Saved data entries:

▬▬▬▬▬▬▬▬▬▬

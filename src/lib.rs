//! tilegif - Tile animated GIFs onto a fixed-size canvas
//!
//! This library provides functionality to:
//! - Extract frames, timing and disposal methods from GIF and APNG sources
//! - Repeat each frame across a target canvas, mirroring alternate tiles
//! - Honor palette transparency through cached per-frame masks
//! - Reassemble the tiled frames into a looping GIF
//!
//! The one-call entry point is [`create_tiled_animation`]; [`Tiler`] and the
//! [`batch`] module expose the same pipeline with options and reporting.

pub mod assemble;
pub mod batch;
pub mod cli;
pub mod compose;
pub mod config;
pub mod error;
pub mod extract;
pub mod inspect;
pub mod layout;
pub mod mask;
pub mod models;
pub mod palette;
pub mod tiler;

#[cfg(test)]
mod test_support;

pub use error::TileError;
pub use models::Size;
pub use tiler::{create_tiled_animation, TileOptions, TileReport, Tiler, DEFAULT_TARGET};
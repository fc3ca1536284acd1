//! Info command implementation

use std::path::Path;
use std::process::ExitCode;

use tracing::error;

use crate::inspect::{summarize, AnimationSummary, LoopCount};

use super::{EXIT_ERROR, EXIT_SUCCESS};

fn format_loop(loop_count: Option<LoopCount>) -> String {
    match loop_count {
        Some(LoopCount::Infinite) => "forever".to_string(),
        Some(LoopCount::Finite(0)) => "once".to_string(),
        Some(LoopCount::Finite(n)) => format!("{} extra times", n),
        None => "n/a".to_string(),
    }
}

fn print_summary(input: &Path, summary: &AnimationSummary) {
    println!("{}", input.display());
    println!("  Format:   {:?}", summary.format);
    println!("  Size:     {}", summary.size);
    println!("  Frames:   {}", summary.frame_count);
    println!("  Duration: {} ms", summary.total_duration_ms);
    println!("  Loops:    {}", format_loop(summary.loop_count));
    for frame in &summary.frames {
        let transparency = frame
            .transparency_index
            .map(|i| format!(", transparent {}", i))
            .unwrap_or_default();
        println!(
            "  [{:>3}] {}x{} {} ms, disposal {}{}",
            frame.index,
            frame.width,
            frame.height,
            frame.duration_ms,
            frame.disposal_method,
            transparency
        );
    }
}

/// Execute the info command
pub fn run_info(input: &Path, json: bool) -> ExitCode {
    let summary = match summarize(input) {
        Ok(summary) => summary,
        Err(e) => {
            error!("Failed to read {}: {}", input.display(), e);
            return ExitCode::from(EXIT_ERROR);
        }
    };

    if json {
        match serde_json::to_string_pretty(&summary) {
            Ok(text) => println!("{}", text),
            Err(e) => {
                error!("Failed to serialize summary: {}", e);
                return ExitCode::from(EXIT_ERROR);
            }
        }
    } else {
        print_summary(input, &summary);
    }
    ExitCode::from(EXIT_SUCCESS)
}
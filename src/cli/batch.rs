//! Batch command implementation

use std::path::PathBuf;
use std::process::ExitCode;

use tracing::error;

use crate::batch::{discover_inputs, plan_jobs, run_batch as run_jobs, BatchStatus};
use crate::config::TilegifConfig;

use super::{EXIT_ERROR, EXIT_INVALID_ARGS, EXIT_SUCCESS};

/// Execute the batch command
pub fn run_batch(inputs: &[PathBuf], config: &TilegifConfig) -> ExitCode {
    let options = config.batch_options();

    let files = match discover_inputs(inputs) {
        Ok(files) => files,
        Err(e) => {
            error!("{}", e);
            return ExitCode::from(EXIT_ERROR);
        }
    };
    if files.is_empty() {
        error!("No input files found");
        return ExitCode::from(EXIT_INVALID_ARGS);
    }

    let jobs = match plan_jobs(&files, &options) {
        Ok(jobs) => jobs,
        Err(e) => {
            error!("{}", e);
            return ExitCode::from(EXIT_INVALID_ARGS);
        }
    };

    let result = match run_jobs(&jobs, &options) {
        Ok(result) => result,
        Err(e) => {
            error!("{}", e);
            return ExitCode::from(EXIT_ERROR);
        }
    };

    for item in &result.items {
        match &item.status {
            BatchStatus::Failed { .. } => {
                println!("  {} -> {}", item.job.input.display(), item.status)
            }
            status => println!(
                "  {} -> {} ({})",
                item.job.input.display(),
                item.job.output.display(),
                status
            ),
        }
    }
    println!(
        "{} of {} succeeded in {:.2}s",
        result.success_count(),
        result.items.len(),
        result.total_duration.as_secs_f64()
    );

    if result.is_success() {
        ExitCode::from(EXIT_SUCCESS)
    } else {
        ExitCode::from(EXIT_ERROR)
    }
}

▬▬▬▬▬▬▬▬▬▬

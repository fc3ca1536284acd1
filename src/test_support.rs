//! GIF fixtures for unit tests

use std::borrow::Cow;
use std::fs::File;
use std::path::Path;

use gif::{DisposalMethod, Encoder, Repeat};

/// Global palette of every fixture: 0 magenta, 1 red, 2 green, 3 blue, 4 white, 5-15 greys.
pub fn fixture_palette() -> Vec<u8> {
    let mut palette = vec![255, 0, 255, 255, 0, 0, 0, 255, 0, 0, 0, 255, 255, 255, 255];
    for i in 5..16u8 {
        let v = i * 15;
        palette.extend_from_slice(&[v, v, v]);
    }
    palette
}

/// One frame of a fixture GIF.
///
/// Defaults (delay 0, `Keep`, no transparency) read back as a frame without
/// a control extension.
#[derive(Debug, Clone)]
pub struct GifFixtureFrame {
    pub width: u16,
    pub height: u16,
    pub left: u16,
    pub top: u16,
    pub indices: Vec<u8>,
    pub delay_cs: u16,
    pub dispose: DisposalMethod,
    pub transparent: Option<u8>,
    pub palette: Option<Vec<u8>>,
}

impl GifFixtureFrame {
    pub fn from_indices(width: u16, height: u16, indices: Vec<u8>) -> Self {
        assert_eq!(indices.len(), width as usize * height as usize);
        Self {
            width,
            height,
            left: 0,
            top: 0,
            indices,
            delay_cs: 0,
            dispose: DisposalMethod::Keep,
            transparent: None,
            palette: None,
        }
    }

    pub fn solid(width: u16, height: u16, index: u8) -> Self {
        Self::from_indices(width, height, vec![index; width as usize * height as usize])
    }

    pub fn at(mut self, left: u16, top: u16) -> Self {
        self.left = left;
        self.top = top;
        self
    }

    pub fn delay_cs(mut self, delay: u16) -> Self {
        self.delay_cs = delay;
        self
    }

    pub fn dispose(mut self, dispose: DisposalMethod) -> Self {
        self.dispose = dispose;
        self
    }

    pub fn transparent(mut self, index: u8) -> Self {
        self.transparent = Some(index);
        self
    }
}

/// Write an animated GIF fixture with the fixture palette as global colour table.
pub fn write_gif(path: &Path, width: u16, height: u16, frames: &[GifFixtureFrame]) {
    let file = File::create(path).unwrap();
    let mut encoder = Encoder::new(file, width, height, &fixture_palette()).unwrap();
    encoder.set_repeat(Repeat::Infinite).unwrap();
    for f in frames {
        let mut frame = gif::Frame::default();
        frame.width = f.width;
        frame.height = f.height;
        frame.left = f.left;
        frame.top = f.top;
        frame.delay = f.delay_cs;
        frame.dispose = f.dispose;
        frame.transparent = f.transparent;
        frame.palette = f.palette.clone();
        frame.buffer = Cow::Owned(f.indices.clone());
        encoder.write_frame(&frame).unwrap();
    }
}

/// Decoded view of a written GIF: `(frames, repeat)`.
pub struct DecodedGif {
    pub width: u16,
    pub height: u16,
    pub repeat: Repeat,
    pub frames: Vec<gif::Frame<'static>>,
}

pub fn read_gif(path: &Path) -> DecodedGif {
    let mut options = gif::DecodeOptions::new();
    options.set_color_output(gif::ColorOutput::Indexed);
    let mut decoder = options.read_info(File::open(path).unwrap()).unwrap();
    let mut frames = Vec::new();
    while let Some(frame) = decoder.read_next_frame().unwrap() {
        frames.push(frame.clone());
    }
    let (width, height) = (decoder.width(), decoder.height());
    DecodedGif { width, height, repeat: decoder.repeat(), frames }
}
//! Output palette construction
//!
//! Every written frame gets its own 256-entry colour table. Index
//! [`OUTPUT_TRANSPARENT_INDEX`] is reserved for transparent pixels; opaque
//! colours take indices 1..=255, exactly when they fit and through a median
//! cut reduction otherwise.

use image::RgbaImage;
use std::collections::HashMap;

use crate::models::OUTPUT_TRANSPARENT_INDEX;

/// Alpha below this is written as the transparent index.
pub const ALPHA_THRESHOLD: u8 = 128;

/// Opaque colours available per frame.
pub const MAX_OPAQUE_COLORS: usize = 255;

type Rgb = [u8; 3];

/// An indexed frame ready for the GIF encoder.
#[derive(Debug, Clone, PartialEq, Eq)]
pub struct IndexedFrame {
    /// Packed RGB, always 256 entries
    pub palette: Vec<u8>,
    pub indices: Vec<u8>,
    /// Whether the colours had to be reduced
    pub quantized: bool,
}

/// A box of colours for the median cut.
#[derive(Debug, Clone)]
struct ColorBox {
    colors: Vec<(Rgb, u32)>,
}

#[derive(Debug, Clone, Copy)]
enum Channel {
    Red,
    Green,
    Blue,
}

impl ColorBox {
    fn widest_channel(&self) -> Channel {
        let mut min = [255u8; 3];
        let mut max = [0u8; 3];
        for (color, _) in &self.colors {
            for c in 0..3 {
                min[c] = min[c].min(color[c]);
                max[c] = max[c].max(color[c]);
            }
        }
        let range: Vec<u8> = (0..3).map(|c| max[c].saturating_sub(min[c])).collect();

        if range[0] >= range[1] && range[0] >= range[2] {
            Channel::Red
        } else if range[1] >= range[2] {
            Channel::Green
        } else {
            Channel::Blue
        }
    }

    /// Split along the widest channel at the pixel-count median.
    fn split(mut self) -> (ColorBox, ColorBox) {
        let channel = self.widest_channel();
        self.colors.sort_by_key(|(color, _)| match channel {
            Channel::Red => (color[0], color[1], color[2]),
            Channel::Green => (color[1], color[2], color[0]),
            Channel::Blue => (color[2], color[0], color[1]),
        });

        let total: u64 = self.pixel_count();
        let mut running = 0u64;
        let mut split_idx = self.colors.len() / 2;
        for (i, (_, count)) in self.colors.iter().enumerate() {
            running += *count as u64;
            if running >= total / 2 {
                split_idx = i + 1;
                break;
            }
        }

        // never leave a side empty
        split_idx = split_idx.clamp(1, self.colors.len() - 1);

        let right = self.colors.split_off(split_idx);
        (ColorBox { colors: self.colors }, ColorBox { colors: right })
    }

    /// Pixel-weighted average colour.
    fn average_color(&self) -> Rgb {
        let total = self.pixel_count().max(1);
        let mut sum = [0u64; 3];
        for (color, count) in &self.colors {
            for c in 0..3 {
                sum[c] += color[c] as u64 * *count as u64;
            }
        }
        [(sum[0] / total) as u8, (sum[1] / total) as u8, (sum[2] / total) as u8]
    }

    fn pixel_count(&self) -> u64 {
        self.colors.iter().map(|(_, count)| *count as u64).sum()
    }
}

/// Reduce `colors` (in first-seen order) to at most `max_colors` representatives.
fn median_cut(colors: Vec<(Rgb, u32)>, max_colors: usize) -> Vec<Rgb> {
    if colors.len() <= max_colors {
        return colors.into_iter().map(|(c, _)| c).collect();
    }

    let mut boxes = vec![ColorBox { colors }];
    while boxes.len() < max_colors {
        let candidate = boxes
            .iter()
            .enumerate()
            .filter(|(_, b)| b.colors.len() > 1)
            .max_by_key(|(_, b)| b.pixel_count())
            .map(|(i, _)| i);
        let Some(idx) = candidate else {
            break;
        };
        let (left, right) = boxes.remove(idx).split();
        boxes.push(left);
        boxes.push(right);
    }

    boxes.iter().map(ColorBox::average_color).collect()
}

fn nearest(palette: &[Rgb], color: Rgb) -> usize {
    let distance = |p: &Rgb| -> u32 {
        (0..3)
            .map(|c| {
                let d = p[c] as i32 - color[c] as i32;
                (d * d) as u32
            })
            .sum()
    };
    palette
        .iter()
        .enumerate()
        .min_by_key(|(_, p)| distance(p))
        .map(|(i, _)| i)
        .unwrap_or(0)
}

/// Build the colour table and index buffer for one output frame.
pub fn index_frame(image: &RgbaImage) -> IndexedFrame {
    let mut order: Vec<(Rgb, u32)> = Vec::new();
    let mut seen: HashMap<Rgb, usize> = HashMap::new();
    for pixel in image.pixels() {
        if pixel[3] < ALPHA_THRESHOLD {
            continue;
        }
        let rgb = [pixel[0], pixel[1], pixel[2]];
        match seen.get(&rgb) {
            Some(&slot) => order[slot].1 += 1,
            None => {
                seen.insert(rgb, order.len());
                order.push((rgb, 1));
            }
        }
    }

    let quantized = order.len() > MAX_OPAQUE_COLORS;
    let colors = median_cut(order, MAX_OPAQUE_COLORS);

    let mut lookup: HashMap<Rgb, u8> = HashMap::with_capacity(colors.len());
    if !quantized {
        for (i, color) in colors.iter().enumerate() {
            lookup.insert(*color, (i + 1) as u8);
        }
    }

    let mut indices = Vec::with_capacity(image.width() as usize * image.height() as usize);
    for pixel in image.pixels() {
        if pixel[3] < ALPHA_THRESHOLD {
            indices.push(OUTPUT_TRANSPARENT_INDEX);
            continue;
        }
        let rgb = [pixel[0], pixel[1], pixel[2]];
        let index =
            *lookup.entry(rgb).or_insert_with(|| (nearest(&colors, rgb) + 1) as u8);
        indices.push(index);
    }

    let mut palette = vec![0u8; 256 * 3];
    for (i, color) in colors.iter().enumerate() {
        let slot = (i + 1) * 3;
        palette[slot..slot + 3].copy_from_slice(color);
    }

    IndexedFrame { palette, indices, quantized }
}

▬▬▬▬▬▬▬▬▬▬

EXERCISE AIM: Collect every line above that contains the word "Debug".

SOLUTION TO THIS TASK:
#[derive(Debug, Clone)]
#[derive(Debug, Clone, PartialEq, Eq)]
#[derive(Debug, Clone)]
#[derive(Debug, Clone, Copy)]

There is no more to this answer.